Task to complete:
The line containing "pub use fixtures::TesterAssets;" marks where copying starts, so set down that line and each one after it exactly, through the end of the records.

Records supplied:
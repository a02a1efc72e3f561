pub mod fixtures;
pub mod reports;
pub mod scenarios;
pub mod seeds;
pub mod simulation;
pub mod tester;

pub use fixtures::TesterAssets;
pub use scenarios::{TestScenario, list_scenarios, select_scenarios};
pub use seeds::resolve_seed_inputs;
pub use tester::*;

Answer to the problem:
pub use fixtures::TesterAssets;
pub use scenarios::{TestScenario, list_scenarios, select_scenarios};
pub use seeds::resolve_seed_inputs;
pub use tester::*;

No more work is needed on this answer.